The cry, "O wheel," the articulated cry of the universal human spirit, meant, "O Divine mystery! the intellect cannot comprehend thee, yet the heart's aspiration is towards thee."

1. This exclamation indicates our proper attitude in presence of these mysteries as one of awe, and not of definition. Modern scientific investigation tends to reveal to us, more and more humiliatingly, the narrowness and impotence of our faculty. The very growth of knowledge makes manifest the limitations and the illusiveness of knowledge. And the danger is that of a universal scepticism; that men should say, "I cannot know anything as it is, and therefore I will believe nothing, obey nothing, but the instincts of my own nature." It is only the spirit of reverence that can save us. Let us not spend our intellectual energies and dissipate our spiritual forces in the pursuit of that which ever eludes us. Let our language be, "Though we cannot comprehend, we will adore." And so let our reverence teach us obedience and love, and our piety be of the life and not of the intellect. Let us not divorce religion from life, and make it a series of dead abstractions instead of a living spirit. It is the pursuit of a good that is known, and not speculation, however dogmatic, upon that which is unknowable, that constitutes practical religion. It is "in loving our brother whom we have seen" that we attain to the love of God, "whom we have not seen."

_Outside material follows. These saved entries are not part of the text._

//! # InputBox Component
//!
//! Single-line text entry at the bottom of the screen.
//!
//! ## Responsibilities
//!
//! - Capture text input (typed characters and bracketed paste)
//! - Handle editing: backspace, delete, cursor movement
//! - Handle submission (Enter)
//! - Recall earlier submissions with Up/Down
//! - Scroll horizontally so the cursor always stays visible
//!
//! The buffer, cursor and history are internal state. The placeholder hint
//! shown while the buffer is empty is a prop.

use ratatui::Frame;
use ratatui::layout::Rect;
use ratatui::style::{Color, Modifier, Style};
use ratatui::widgets::{Block, BorderType, Paragraph};

use crate::tui::component::{Component, EventHandler};
use crate::tui::event::TuiEvent;

/// Border columns on each side of the text.
const BORDER_OFFSET: u16 = 1;

/// High-level events emitted by the InputBox
#[derive(Debug, Clone, PartialEq)]
pub enum InputEvent {
    /// User submitted the text (Enter pressed)
    Submit(String),
    /// Buffer or cursor changed
    ContentChanged,
}

pub struct InputBox {
    pub buffer: String,
    /// Shown dimmed while the buffer is empty (Prop)
    pub placeholder: String,
    /// Cursor position as byte offset in buffer (0..=buffer.len())
    cursor: usize,
    /// First visible character when the text is wider than the box
    scroll: usize,
    history: Vec<String>,
    /// Index into `history` while recalling; `None` when editing fresh text
    history_index: Option<usize>,
}

impl InputBox {
    pub fn new(placeholder: impl Into<String>) -> Self {
        Self {
            buffer: String::new(),
            placeholder: placeholder.into(),
            cursor: 0,
            scroll: 0,
            history: Vec::new(),
            history_index: None,
        }
    }

    pub fn cursor(&self) -> usize {
        self.cursor
    }

    fn set_buffer(&mut self, text: String) {
        self.cursor = text.len();
        self.buffer = text;
    }

    /// Cursor column counted in characters.
    fn cursor_column(&self) -> usize {
        self.buffer[..self.cursor].chars().count()
    }

    /// Keeps the cursor column inside the visible window of `width` chars.
    fn update_scroll(&mut self, width: usize) {
        if width == 0 {
            self.scroll = 0;
            return;
        }
        let column = self.cursor_column();
        if column < self.scroll {
            self.scroll = column;
        } else if column >= self.scroll + width {
            self.scroll = column + 1 - width;
        }
    }

    fn visible_text(&self, width: usize) -> String {
        self.buffer.chars().skip(self.scroll).take(width).collect()
    }

    fn recall(&mut self, older: bool) -> bool {
        if self.history.is_empty() {
            return false;
        }
        let next = match (self.history_index, older) {
            (None, true) => Some(self.history.len() - 1),
            (None, false) => return false,
            (Some(0), true) => return false,
            (Some(i), true) => Some(i - 1),
            (Some(i), false) if i + 1 < self.history.len() => Some(i + 1),
            (Some(_), false) => None,
        };
        self.history_index = next;
        let text = next.map(|i| self.history[i].clone()).unwrap_or_default();
        self.set_buffer(text);
        true
    }
}

fn prev_char_boundary(s: &str, pos: usize) -> usize {
    s[..pos].char_indices().next_back().map_or(0, |(i, _)| i)
}

fn next_char_boundary(s: &str, pos: usize) -> usize {
    s[pos..].chars().next().map_or(pos, |c| pos + c.len_utf8())
}

impl Component for InputBox {
    fn render(&mut self, frame: &mut Frame, area: Rect) {
        let width = area.width.saturating_sub(BORDER_OFFSET * 2) as usize;
        self.update_scroll(width);

        let block = Block::bordered()
            .border_type(BorderType::Rounded)
            .title(" Message ");

        let paragraph = if self.buffer.is_empty() {
            Paragraph::new(self.placeholder.as_str()).style(
                Style::default()
                    .fg(Color::DarkGray)
                    .add_modifier(Modifier::ITALIC),
            )
        } else {
            Paragraph::new(self.visible_text(width)).style(Style::default().fg(Color::Green))
        };
        frame.render_widget(paragraph.block(block), area);

        let column = (self.cursor_column() - self.scroll) as u16;
        frame.set_cursor_position((area.x + BORDER_OFFSET + column, area.y + BORDER_OFFSET));
    }
}

impl EventHandler for InputBox {
    type Event = InputEvent;

    fn handle_event(&mut self, event: &TuiEvent) -> Option<Self::Event> {
        match event {
            TuiEvent::InputChar(c) => {
                self.buffer.insert(self.cursor, *c);
                self.cursor += c.len_utf8();
                Some(InputEvent::ContentChanged)
            }
            TuiEvent::Paste(text) => {
                // Single-line box: newlines become spaces
                let text = text.replace(['\r', '\n'], " ");
                self.buffer.insert_str(self.cursor, &text);
                self.cursor += text.len();
                Some(InputEvent::ContentChanged)
            }
            TuiEvent::Backspace => (self.cursor > 0).then(|| {
                let prev = prev_char_boundary(&self.buffer, self.cursor);
                self.buffer.drain(prev..self.cursor);
                self.cursor = prev;
                InputEvent::ContentChanged
            }),
            TuiEvent::Delete => (self.cursor < self.buffer.len()).then(|| {
                let next = next_char_boundary(&self.buffer, self.cursor);
                self.buffer.drain(self.cursor..next);
                InputEvent::ContentChanged
            }),
            TuiEvent::CursorLeft => (self.cursor > 0).then(|| {
                self.cursor = prev_char_boundary(&self.buffer, self.cursor);
                InputEvent::ContentChanged
            }),
            TuiEvent::CursorRight => (self.cursor < self.buffer.len()).then(|| {
                self.cursor = next_char_boundary(&self.buffer, self.cursor);
                InputEvent::ContentChanged
            }),
            TuiEvent::CursorHome => (self.cursor != 0).then(|| {
                self.cursor = 0;
                InputEvent::ContentChanged
            }),
            TuiEvent::CursorEnd => (self.cursor != self.buffer.len()).then(|| {
                self.cursor = self.buffer.len();
                InputEvent::ContentChanged
            }),
            TuiEvent::CursorUp => self.recall(true).then_some(InputEvent::ContentChanged),
            TuiEvent::CursorDown => self.recall(false).then_some(InputEvent::ContentChanged),
            TuiEvent::Submit => {
                if self.buffer.trim().is_empty() {
                    return None;
                }
                let text = std::mem::take(&mut self.buffer);
                self.cursor = 0;
                self.scroll = 0;
                self.history_index = None;
                if self.history.last() != Some(&text) {
                    self.history.push(text.clone());
                }
                Some(InputEvent::Submit(text))
            }
            _ => None,
        }
    }
}
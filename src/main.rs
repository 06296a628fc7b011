use clap::{Parser, Subcommand};
use simplelog::{ConfigBuilder, WriteLogger};
use std::error::Error;
use std::fs::File;
use std::io::{self, BufRead, Write};
use std::process::ExitCode;

use twin::api::ApiClient;
use twin::core::config::{self, ResolvedConfig, TwinConfig};
use twin::core::storage::Store;

#[derive(Parser)]
#[command(name = "twin", about = "Chat with your digital twin")]
struct Args {
    /// Name shown for the twin (overrides config and TWIN_NAME)
    #[arg(short, long)]
    name: Option<String>,

    #[command(subcommand)]
    command: Option<Command>,
}

#[derive(Subcommand)]
enum Command {
    /// Log in to the twin backend (password is read from stdin)
    Login { username: String },
    /// Forget the saved backend session
    Logout,
    /// Show the logged-in account
    Whoami,
    /// Manage third-party data connections
    Connections {
        #[command(subcommand)]
        action: Option<ConnectionsAction>,
    },
}

#[derive(Subcommand)]
enum ConnectionsAction {
    /// List connections (default)
    List,
    /// Connect a data source by id
    Connect { id: String },
    /// Disconnect a data source by id
    Disconnect { id: String },
}

#[tokio::main]
async fn main() -> ExitCode {
    let args = Args::parse();
    dotenv::dotenv().ok();

    let file_config = config::load_config().unwrap_or_else(|e| {
        eprintln!("Warning: {e}; using defaults");
        TwinConfig::default()
    });
    let config = config::resolve(&file_config, args.name.as_deref());

    // Initialize file logger - writes to twin.log in current directory
    let log_config = ConfigBuilder::new().set_time_format_rfc3339().build();
    if let Ok(log_file) = File::create("twin.log") {
        let _ = WriteLogger::init(config.log_level, log_config, log_file);
    }

    log::info!("Twin starting up as '{}'", config.twin_name);

    let store = match Store::open_default() {
        Ok(store) => store,
        Err(e) => {
            eprintln!("Cannot open data directory: {e}");
            return ExitCode::FAILURE;
        }
    };

    let Some(command) = args.command else {
        return match twin::tui::run(config, store) {
            Ok(()) => ExitCode::SUCCESS,
            Err(e) => {
                eprintln!("Terminal error: {e}");
                ExitCode::FAILURE
            }
        };
    };

    let client = ApiClient::new(config.api_base_url.clone()).with_session_file(store.auth_path());
    match run_command(command, client, &config).await {
        Ok(()) => ExitCode::SUCCESS,
        Err(e) => {
            log::error!("Command failed: {}", e);
            eprintln!("Error: {e}");
            ExitCode::FAILURE
        }
    }
}

async fn run_command(
    command: Command,
    mut client: ApiClient,
    config: &ResolvedConfig,
) -> Result<(), Box<dyn Error>> {
    match command {
        Command::Login { username } => {
            let password = read_password(&username)?;
            let user = client.login(&username, &password).await?;
            println!("Logged in to {} as {}", config.api_base_url, user.display_name());
        }
        Command::Logout => {
            client.logout();
            println!("Logged out");
        }
        Command::Whoami => {
            let user = client.me().await?;
            println!("{} <{}>", user.display_name(), user.email);
        }
        Command::Connections { action } => match action.unwrap_or(ConnectionsAction::List) {
            ConnectionsAction::List => {
                let connections = client.connections().await?;
                if connections.is_empty() {
                    println!("No data connections");
                }
                for connection in connections {
                    println!("{}", connection.summary());
                }
            }
            ConnectionsAction::Connect { id } => {
                println!("{}", client.connect(&id).await?.summary());
            }
            ConnectionsAction::Disconnect { id } => {
                println!("{}", client.disconnect(&id).await?.summary());
            }
        },
    }
    Ok(())
}

fn read_password(username: &str) -> io::Result<String> {
    eprint!("Password for {username}: ");
    io::stderr().flush()?;
    let mut line = String::new();
    io::stdin().lock().read_line(&mut line)?;
    Ok(line.trim_end_matches(['\r', '\n']).to_string())
}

2. In all this imagery the prophet is describing a vision of God, and by the emblem of the wheels he describes so much as is understood of the Divine nature. There is breath in the wheels. It is a living deity. There are eyes around the peripheries. This points to infinite knowledge and intelligence as overruling the world. The wheels are four-faced; the faces representing the different orders of creation, showing the relation of the Divine Spirit to all the various kingdoms of life. The movements are swift and in all directions, there being a double motion of the wheels, which are inserted in pairs at right angles to each other. This suggests the idea of omnipresence. The mischief is, that so many minds stay in the symbol and suffer it to block out the spiritual idea, instead of serving as a stepping stone to it The wheel becomes the deity instead of the symbol of deity; the object of idolatry, instead of simply a spiritual hieroglypbic to aid our conceptions of the Divine.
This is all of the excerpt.